An assessment of the risks to the GDP growth forecast suggests that GDP is still likely to fall within the range of 5.0 per cent to 8.0 per cent for FY2021/22 but the outlook is now closer to the upper end of the forecast range. Economic activity is expected to improve over the near term, relative to the previous forecast, due to the impact of stronger than expected improvements in the economies of Jamaica’s major trading partners. In this context, high frequency data suggest that growth in the services industry (particularly tourism) has been stronger than previously anticipated. In addition, there are indications that private investments will be higher than earlier anticipated. However, other high frequency data point to weaker than anticipated performance of selected sectors such as Mining. GDP growth could also be weaker than forecasted if there is a third wave of virus infections both locally and in Jamaica’s major trading partners that results in a tightening of restrictions.

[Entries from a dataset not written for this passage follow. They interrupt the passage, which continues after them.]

//! Error types for the review API

use axum::{
    http::StatusCode,
    response::{IntoResponse, Response},
    Json,
};
use serde_json::json;
use thiserror::Error;

/// API error type
#[derive(Debug, Error)]
pub enum ApiError {
    /// Resource not found (404)
    #[error("Resource not found: {0}")]
    NotFound(String),

    /// Invalid request (400)
    #[error("Invalid request: {0}")]
    BadRequest(String),

    /// Conflict (409), e.g. a review decision on an entry already decided
    #[error("Conflict: {0}")]
    Conflict(String),

    /// Internal server error (500)
    #[error("Internal server error: {0}")]
    Internal(String),

    /// fqp-common error
    #[error("Common error: {0}")]
    Common(#[from] fqp_common::Error),
}

impl IntoResponse for ApiError {
    fn into_response(self) -> Response {
        let (status, error_code, message) = match self {
            ApiError::NotFound(msg) => (StatusCode::NOT_FOUND, "NOT_FOUND", msg),
            ApiError::BadRequest(msg) => (StatusCode::BAD_REQUEST, "BAD_REQUEST", msg),
            ApiError::Conflict(msg) => (StatusCode::CONFLICT, "CONFLICT", msg),
            ApiError::Internal(msg) => (
                StatusCode::INTERNAL_SERVER_ERROR,
                "INTERNAL_ERROR",
                msg,
            ),
            ApiError::Common(fqp_common::Error::NotFound(msg)) => {
                (StatusCode::NOT_FOUND, "NOT_FOUND", msg)
            }
            ApiError::Common(fqp_common::Error::InvalidInput(msg)) => {
                (StatusCode::BAD_REQUEST, "BAD_REQUEST", msg)
            }
            ApiError::Common(ref err) => {
                tracing::error!(error = %err, "Review API request failed");
                (
                    StatusCode::INTERNAL_SERVER_ERROR,
                    "COMMON_ERROR",
                    err.to_string(),
                )
            }
        };

        let body = Json(json!({
            "error": {
                "code": error_code,
                "message": message,
            }
        }));

        (status, body).into_response()
    }
}

/// Result type for API handlers
pub type ApiResult<T> = Result<T, ApiError>;
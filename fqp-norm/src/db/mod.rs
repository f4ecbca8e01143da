//! Database access for fqp-norm
//!
//! Schema creation lives in `fqp_common::db`; these modules hold the queries.

pub mod documents;
pub mod failures;
pub mod label_cache;
pub mod report;
pub mod stage_runs;
pub mod staged;
pub mod unit_reviews;

pub use documents::{fiscal_date, DocumentPeriod, PARSED_OK};
pub use failures::Phase;
pub use report::{status_report, StatusReport};
pub use stage_runs::StageOutcome;
pub use staged::StagedRecord;
#[tokio::test]
async fn test_partial_approval_blocks_application() {
    let (_dir, pool, oracle) = settled_documents(Some(DOMAIN), 1).await;
    oracle.answer_all(&bank_label_answers());
    let labels = mapper(&pool, &oracle);
    labels.discover_document(1).await.unwrap();

    for raw_label in ["Interest Earned", "Net Profit"] {
        assert!(label_cache::approve(&pool, raw_label, DOMAIN, None, "analyst")
            .await
            .unwrap());
    }

    assert_eq!(labels.pending_application().await.unwrap(), vec![1]);
    assert_eq!(labels.apply_document(1).await.unwrap(), DocumentOutcome::Skipped);
    assert_eq!(label_status(&pool, 1).await, LabelReviewStatus::PendingReview);

    assert!(label_cache::approve(&pool, "Capital Adequacy Ratio (%)", DOMAIN, None, "analyst")
        .await
        .unwrap());

    assert_eq!(labels.apply_document(1).await.unwrap(), DocumentOutcome::Advanced);
    assert_eq!(label_status(&pool, 1).await, LabelReviewStatus::Approved);
    assert_eq!(labels.apply_document(1).await.unwrap(), DocumentOutcome::Skipped);
    assert!(labels.pending_application().await.unwrap().is_empty());

    let record = staged::load_staged(&pool, 1).await.unwrap().unwrap();
    let label = record.payload.label().expect("label payload");
    assert!(label.consolidated.is_empty());
    let pnl = &label.standalone[&StatementKind::Pnl];
    assert_eq!(pnl.len(), 3);
    assert_eq!(pnl["interest_earned"].value, Some(1000.0));
    assert_eq!(pnl["interest_earned"].raw_label, "Interest Earned");
    assert_eq!(
        pnl["capital_adequacy_ratio"].representation,
        Some(Representation::Percentage)
    );
}

#[tokio::test]
async fn test_rejected_label_keeps_document_blocked() {
    let (_dir, pool, oracle) = settled_documents(Some(DOMAIN), 1).await;
    oracle.answer_all(&bank_label_answers());
    let labels = mapper(&pool, &oracle);
    labels.discover_document(1).await.unwrap();

    approve_pending_labels(&pool).await;
    assert!(label_cache::reject(&pool, "Net Profit", DOMAIN, "analyst")
        .await
        .unwrap());

    assert_eq!(labels.apply_document(1).await.unwrap(), DocumentOutcome::Skipped);
    assert_eq!(label_status(&pool, 1).await, LabelReviewStatus::PendingReview);
}

#[tokio::test]
async fn test_rejection_during_application_blocks_document() {
    let (_dir, pool, oracle) = settled_documents(Some(DOMAIN), 1).await;
    oracle.answer_all(&bank_label_answers());
    let labels = mapper(&pool, &oracle);
    labels.discover_document(1).await.unwrap();
    approve_pending_labels(&pool).await;

    // Reviewer rejection is written but not yet committed when application starts
    let mut review = pool.begin().await.unwrap();
    sqlx::query(
        "UPDATE label_mapping_cache SET status = 'REJECTED', reviewed_by = 'analyst' \
         WHERE raw_label = ? AND domain_category = ?",
    )
    .bind("Net Profit")
    .bind(DOMAIN)
    .execute(&mut *review)
    .await
    .unwrap();

    let apply = tokio::spawn({
        let labels = labels.clone();
        async move { labels.apply_document(1).await }
    });
    tokio::time::sleep(Duration::from_millis(100)).await;
    review.commit().await.unwrap();

    assert_eq!(apply.await.unwrap().unwrap(), DocumentOutcome::Skipped);
    assert_eq!(label_status(&pool, 1).await, LabelReviewStatus::PendingReview);
    let record = staged::load_staged(&pool, 1).await.unwrap().unwrap();
    assert!(record.payload.label().is_none());
}
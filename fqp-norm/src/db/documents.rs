//! Parsed documents and company context (read-only inputs)

use chrono::NaiveDate;
use fqp_common::Result;
use sqlx::{Row, SqliteExecutor, SqlitePool};

/// Parse status written by extraction for usable documents
pub const PARSED_OK: &str = "PARSED_OK";

#[derive(Debug, Clone, PartialEq, Eq)]
pub struct DocumentPeriod {
    pub doc_id: i64,
    pub ticker: String,
    pub fiscal_year: i32,
    pub quarter: u8,
}

/// Quarter-end date on the April-March fiscal calendar
///
/// Q1 ends 30 Jun of the fiscal year, Q4 ends 31 Mar of the next year.
pub fn fiscal_date(fiscal_year: i32, quarter: u8) -> Option<NaiveDate> {
    match quarter {
        1 => NaiveDate::from_ymd_opt(fiscal_year, 6, 30),
        2 => NaiveDate::from_ymd_opt(fiscal_year, 9, 30),
        3 => NaiveDate::from_ymd_opt(fiscal_year, 12, 31),
        4 => NaiveDate::from_ymd_opt(fiscal_year + 1, 3, 31),
        _ => None,
    }
}

/// Successfully parsed documents that have no staging record yet
pub async fn list_unstaged_documents(pool: &SqlitePool) -> Result<Vec<DocumentPeriod>> {
    let rows = sqlx::query(
        r#"
        SELECT p.doc_id, p.ticker, p.fiscal_year, p.quarter
        FROM parsed_documents p
        LEFT JOIN staged_normalized_data s ON s.doc_id = p.doc_id
        WHERE p.parse_status = ? AND s.id IS NULL
        ORDER BY p.doc_id
        "#,
    )
    .bind(PARSED_OK)
    .fetch_all(pool)
    .await?;

    rows.iter()
        .map(|row| -> Result<DocumentPeriod> {
            Ok(DocumentPeriod {
                doc_id: row.try_get("doc_id")?,
                ticker: row.try_get("ticker")?,
                fiscal_year: row.try_get("fiscal_year")?,
                quarter: row.try_get::<i64, _>("quarter")? as u8,
            })
        })
        .collect()
}

/// Raw extracted content of a document, if any
pub async fn load_content<'c>(
    executor: impl SqliteExecutor<'c>,
    doc_id: i64,
) -> Result<Option<String>> {
    let content: Option<Option<String>> =
        sqlx::query_scalar("SELECT content FROM parsed_documents WHERE doc_id = ?")
            .bind(doc_id)
            .fetch_optional(executor)
            .await?;
    Ok(content.flatten())
}

/// Domain category from the company master, if the company is known
pub async fn domain_category_for<'c>(
    executor: impl SqliteExecutor<'c>,
    ticker: &str,
) -> Result<Option<String>> {
    let category: Option<Option<String>> =
        sqlx::query_scalar("SELECT domain_category FROM company_master WHERE ticker = ?")
            .bind(ticker)
            .fetch_optional(executor)
            .await?;
    Ok(category
        .flatten()
        .map(|c| c.trim().to_string())
        .filter(|c| !c.is_empty()))
}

GDP growth in the United States is likely to be higher than projected as vaccines are distributed at a faster pace than earlier anticipated, restrictions on activities ease and pent-up demand is released. Further, additional fiscal stimulus will support higher growth. These developments, among others, could temporarily push oil and grains prices higher than earlier projected.
The domestic fiscal policy stance continues to pose no risk to inflation over the near term.
The MPC will continue to closely monitor the economic environment and will take whatever action is necessary to achieve its objective. The Committee intends to maintain this accommodative policy stance, which is supportive of economic recovery, provided that there are no sustained threats to inflation breaching the upper bound of the Bank’s inflation target.